■ Task instructions: Only the lines from the one with "return None;" through the last belong in the output; print them exactly as given below.

■ Records supplied:
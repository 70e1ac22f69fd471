use std::{cell::RefCell, rc::Rc};

use rand::Rng;
use rand_distr::{Distribution, Normal};

use super::ParamGen;
use crate::Result;

/// A parameter generator that follows a certain probabilistic distribution.
///
/// The rng is shared so that every generator of a chain draws from the same seeded stream.
pub struct RandParamGen<R: Rng, D: Distribution<f32>> {
    rng: Rc<RefCell<R>>,
    distribution: D,
    remaining: usize,
}

impl<R: Rng, D: Distribution<f32>> RandParamGen<R, D> {
    /// Creates a new `RandParamGen` parameter generator.
    ///
    /// # Arguments
    /// * `rng` - A random number generator.
    /// * `distribution` - The distribution to sample the random numbers from.
    /// * `limit` - The maximum amount of numbers to generate.
    pub fn new(rng: Rc<RefCell<R>>, distribution: D, limit: usize) -> Self {
        Self {
            rng,
            distribution,
            remaining: limit,
        }
    }
}

impl<R: Rng> RandParamGen<R, Normal<f32>> {
    /// Creates a new `RandParamGen` parameter generator with a normal distribution.
    ///
    /// # Arguments
    /// * `rng` - A random number generator.
    /// * `limit` - The maximum amount of numbers to generate.
    /// * `mean` - The mean of the distribution.
    /// * `std_dev` - The standard deviation of the distribution.
    ///
    /// # Returns
    /// An error if `std_dev` is not finite (Nan or infinite).
    pub fn normal(rng: Rc<RefCell<R>>, limit: usize, mean: f32, std_dev: f32) -> Result<Self> {
        Ok(Self::new(rng, Normal::new(mean, std_dev)?, limit))
    }

    /// Creates a new `RandParamGen` parameter generator using Kaiming normal initialization,
    /// suited for layers followed by a `Relu`.
    ///
    /// # Arguments
    /// * `rng` - A random number generator.
    /// * `limit` - The maximum amount of numbers to generate.
    /// * `fan_in` - The number of input units in the weight tensor.
    pub fn kaiming(rng: Rc<RefCell<R>>, limit: usize, fan_in: usize) -> Result<Self> {
        let std_dev = (2. / fan_in.max(1) as f32).sqrt();
        Self::normal(rng, limit, 0., std_dev)
    }
}

impl<R: Rng, D: Distribution<f32>> ParamGen for RandParamGen<R, D> {
    fn sample(&mut self, mut n: usize) -> Option<Vec<f32>> {
        if self.remaining == 0 {
            return None;
        }

        n = n.min(self.remaining);
        self.remaining -= n;

        let mut rng = self.rng.borrow_mut();
        let sample = (0..n).map(|_| self.distribution.sample(&mut *rng)).collect();
        Some(sample)
    }
}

■ Answer to this task:
            return None;
        }

        n = n.min(self.remaining);
        self.remaining -= n;

        let mut rng = self.rng.borrow_mut();
        let sample = (0..n).map(|_| self.distribution.sample(&mut *rng)).collect();
        Some(sample)
    }
}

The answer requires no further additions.